Collected data entries
....

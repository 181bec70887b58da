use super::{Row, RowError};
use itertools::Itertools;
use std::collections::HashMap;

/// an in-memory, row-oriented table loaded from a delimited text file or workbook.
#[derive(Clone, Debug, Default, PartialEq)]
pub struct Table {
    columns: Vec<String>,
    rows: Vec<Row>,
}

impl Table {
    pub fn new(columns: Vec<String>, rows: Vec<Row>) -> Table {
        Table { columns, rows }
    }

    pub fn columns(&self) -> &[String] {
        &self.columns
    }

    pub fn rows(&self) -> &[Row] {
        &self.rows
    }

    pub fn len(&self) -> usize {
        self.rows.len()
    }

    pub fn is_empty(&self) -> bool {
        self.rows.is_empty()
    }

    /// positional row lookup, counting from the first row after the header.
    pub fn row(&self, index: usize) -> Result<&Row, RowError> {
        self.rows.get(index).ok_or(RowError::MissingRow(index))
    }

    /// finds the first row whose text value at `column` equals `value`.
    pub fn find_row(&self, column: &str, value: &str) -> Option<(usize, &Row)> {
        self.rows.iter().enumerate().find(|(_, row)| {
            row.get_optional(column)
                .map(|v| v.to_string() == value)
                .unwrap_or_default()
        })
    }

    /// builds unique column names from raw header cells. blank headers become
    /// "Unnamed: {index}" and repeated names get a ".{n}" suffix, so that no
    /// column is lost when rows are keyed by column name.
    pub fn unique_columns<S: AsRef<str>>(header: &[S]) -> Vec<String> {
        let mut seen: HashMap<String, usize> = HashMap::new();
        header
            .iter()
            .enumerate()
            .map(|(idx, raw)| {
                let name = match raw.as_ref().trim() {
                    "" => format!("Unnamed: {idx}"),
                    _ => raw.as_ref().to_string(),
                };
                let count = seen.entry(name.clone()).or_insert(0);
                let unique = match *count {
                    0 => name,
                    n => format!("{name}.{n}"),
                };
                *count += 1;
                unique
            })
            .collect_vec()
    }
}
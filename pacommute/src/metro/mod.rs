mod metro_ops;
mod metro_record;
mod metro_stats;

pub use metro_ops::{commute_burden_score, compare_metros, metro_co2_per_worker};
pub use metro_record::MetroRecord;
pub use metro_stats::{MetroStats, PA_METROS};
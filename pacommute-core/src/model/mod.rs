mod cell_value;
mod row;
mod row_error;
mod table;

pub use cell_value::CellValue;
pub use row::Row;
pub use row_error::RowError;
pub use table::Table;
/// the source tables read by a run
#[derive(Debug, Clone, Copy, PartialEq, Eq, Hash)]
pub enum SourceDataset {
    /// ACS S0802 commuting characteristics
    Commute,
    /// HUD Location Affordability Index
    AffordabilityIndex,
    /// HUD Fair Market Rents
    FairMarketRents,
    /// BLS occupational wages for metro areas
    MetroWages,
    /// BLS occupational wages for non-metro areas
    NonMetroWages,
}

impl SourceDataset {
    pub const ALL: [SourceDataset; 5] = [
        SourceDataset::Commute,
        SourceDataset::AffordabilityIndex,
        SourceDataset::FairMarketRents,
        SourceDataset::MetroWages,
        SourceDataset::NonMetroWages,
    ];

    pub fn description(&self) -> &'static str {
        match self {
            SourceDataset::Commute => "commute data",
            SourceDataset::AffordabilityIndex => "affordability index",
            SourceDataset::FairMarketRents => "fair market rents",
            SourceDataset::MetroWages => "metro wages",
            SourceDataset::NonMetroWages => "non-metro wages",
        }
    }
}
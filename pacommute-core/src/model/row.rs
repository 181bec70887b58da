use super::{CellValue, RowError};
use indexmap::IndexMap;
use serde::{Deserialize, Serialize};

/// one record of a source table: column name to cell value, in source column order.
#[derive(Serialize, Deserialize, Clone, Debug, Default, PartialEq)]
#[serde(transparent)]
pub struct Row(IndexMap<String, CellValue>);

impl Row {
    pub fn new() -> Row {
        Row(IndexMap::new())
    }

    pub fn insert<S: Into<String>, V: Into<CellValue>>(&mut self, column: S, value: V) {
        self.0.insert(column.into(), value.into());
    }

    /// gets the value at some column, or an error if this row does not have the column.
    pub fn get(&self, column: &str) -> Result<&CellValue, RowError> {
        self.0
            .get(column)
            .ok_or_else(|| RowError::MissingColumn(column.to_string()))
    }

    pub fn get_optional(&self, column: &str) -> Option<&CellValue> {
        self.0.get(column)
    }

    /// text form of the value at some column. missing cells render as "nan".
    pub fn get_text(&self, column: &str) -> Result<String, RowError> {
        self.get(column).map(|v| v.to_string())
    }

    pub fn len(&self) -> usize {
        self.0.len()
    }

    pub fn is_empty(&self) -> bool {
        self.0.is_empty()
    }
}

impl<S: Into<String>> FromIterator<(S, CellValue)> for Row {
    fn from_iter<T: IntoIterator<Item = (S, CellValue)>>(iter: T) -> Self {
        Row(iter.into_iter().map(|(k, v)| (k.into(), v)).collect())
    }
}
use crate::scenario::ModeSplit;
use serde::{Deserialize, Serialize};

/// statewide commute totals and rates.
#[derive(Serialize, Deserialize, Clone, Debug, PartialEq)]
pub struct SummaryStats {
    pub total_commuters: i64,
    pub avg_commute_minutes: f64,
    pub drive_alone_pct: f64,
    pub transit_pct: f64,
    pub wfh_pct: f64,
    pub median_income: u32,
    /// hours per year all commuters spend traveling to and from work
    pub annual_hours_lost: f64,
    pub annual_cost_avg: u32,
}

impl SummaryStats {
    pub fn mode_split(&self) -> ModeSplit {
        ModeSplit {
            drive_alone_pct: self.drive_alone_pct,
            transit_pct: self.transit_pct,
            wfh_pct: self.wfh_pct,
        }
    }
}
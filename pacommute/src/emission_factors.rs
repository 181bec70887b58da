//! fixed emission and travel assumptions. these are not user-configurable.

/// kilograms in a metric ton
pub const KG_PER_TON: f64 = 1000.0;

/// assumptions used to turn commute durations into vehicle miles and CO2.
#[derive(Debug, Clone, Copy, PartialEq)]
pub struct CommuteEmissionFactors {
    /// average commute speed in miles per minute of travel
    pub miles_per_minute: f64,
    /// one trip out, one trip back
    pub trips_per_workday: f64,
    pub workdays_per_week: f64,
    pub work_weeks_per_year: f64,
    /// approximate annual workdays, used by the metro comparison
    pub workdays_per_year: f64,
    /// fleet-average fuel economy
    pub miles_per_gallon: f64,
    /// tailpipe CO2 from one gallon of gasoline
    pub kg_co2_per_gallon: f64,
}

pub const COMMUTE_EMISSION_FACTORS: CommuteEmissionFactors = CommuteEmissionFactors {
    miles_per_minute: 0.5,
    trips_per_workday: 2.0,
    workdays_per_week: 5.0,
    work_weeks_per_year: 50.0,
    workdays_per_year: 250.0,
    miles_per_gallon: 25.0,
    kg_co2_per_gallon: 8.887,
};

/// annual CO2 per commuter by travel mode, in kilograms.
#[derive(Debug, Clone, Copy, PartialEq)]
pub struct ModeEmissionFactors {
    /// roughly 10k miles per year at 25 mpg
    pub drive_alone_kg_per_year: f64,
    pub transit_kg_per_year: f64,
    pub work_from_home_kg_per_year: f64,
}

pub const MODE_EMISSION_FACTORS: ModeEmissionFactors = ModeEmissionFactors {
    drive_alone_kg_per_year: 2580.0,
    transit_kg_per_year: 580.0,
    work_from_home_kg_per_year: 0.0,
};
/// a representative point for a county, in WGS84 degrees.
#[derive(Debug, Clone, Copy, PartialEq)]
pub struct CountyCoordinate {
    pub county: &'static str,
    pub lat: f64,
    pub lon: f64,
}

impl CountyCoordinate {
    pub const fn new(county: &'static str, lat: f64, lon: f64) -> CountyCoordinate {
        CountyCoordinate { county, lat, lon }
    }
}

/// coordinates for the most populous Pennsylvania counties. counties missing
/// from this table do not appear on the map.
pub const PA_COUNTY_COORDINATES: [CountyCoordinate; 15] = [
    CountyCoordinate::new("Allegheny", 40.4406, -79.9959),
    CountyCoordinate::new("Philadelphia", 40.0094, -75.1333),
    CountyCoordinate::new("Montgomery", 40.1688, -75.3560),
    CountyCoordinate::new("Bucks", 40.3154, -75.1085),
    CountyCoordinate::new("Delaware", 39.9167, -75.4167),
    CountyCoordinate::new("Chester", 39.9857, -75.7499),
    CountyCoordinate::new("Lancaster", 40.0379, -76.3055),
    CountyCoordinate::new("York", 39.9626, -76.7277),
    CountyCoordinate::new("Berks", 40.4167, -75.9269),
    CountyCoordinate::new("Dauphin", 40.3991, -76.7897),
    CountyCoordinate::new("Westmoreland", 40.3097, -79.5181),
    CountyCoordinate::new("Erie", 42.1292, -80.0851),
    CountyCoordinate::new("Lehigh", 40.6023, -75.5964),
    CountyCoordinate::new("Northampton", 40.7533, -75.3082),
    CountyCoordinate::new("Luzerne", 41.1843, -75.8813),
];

....

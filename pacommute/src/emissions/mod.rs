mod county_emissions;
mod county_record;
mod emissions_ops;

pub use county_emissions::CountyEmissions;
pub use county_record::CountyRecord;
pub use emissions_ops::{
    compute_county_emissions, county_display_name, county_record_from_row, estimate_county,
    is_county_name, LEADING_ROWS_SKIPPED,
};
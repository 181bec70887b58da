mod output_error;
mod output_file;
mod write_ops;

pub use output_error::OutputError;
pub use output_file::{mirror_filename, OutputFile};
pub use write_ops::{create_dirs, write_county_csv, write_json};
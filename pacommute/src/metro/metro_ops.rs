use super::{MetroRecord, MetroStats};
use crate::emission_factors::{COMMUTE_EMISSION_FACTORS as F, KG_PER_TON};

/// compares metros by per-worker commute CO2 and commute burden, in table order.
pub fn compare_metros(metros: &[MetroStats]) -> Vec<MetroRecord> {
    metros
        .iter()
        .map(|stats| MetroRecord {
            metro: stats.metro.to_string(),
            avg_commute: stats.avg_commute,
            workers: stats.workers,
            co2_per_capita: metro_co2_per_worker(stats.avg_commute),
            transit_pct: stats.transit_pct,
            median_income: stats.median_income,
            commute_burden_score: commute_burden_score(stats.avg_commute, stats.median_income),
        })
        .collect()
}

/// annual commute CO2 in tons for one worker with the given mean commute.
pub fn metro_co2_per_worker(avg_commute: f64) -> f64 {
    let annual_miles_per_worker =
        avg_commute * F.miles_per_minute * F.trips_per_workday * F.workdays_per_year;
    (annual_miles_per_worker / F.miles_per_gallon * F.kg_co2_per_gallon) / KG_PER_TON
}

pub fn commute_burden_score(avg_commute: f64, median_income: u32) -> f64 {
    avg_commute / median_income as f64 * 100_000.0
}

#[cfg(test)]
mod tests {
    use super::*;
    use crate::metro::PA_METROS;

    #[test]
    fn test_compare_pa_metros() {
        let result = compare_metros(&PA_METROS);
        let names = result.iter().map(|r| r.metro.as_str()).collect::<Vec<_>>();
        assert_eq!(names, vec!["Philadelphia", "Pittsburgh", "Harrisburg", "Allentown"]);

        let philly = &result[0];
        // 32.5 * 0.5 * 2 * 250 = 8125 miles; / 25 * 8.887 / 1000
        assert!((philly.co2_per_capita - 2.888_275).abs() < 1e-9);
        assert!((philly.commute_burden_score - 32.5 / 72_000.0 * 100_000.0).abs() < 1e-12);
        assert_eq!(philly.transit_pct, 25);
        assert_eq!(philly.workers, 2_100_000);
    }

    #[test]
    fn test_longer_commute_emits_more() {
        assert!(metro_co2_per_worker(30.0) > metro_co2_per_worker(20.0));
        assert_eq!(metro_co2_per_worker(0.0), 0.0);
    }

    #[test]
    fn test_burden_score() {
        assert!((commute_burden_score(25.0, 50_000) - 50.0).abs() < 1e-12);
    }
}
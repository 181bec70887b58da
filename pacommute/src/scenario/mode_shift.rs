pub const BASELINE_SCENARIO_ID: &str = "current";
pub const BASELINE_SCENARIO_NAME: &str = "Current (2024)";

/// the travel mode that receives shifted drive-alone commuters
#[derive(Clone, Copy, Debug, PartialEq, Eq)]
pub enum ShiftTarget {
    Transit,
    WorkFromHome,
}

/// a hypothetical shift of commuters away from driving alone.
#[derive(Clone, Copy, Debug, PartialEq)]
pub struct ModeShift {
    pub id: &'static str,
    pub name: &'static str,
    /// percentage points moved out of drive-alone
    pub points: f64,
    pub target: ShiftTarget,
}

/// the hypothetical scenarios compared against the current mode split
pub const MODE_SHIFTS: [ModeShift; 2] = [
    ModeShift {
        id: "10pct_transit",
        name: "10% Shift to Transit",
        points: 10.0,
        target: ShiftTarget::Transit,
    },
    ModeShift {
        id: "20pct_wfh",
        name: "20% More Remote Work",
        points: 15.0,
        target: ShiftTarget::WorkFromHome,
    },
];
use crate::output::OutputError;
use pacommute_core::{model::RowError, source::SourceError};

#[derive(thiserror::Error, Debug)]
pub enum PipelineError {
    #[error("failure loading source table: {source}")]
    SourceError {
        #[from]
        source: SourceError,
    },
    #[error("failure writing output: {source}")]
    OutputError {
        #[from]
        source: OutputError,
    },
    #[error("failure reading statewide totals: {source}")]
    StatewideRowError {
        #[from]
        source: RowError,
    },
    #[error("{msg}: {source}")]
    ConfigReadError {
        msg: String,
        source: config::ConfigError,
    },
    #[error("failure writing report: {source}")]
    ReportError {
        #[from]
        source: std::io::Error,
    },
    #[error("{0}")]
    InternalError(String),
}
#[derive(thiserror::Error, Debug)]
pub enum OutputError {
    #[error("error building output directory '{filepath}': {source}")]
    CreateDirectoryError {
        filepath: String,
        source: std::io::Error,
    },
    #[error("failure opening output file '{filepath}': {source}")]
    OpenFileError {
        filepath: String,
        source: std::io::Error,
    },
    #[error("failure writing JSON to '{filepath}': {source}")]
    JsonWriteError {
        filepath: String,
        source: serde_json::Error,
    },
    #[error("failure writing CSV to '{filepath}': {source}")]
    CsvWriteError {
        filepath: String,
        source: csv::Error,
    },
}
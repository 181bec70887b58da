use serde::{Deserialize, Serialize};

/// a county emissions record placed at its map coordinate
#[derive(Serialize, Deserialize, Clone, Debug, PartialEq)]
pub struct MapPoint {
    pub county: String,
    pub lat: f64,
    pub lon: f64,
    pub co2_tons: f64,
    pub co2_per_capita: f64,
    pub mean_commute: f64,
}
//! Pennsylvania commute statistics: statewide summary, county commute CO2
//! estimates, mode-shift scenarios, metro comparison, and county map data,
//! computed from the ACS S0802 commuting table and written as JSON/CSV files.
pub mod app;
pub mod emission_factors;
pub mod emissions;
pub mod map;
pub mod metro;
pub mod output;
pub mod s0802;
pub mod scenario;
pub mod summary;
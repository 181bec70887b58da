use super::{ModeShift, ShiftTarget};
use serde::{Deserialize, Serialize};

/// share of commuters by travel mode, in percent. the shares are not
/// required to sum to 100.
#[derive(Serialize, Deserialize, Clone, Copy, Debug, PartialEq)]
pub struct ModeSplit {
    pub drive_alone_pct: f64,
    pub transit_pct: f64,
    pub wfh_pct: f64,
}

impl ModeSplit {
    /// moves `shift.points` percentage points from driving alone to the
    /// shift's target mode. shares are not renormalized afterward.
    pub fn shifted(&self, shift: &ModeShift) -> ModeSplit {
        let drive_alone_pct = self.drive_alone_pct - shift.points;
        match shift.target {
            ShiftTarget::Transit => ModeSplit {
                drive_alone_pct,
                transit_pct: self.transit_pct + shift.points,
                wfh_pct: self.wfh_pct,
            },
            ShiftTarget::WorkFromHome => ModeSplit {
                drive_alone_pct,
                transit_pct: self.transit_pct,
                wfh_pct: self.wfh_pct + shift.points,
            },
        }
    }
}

....

Find the line with "mod metro_ops;" in the entries above. Retype it and each line after it, exactly, through the line with "pub fn description(&self)", and stop there.

§ YOUR RESPONSE:
mod metro_ops;
mod metro_record;
mod metro_stats;

pub use metro_ops::{commute_burden_score, compare_metros, metro_co2_per_worker};
pub use metro_record::MetroRecord;
pub use metro_stats::{MetroStats, PA_METROS};
filename pacommute-core/src/model/mod.rs
mod cell_value;
mod row;
mod row_error;
mod table;

pub use cell_value::CellValue;
pub use row::Row;
pub use row_error::RowError;
pub use table::Table;
/// the source tables read by a run
#[derive(Debug, Clone, Copy, PartialEq, Eq, Hash)]
pub enum SourceDataset {
    /// ACS S0802 commuting characteristics
    Commute,
    /// HUD Location Affordability Index
    AffordabilityIndex,
    /// HUD Fair Market Rents
    FairMarketRents,
    /// BLS occupational wages for metro areas
    MetroWages,
    /// BLS occupational wages for non-metro areas
    NonMetroWages,
}

impl SourceDataset {
    pub const ALL: [SourceDataset; 5] = [
        SourceDataset::Commute,
        SourceDataset::AffordabilityIndex,
        SourceDataset::FairMarketRents,
        SourceDataset::MetroWages,
        SourceDataset::NonMetroWages,
    ];

    pub fn description(&self) -> &'static str {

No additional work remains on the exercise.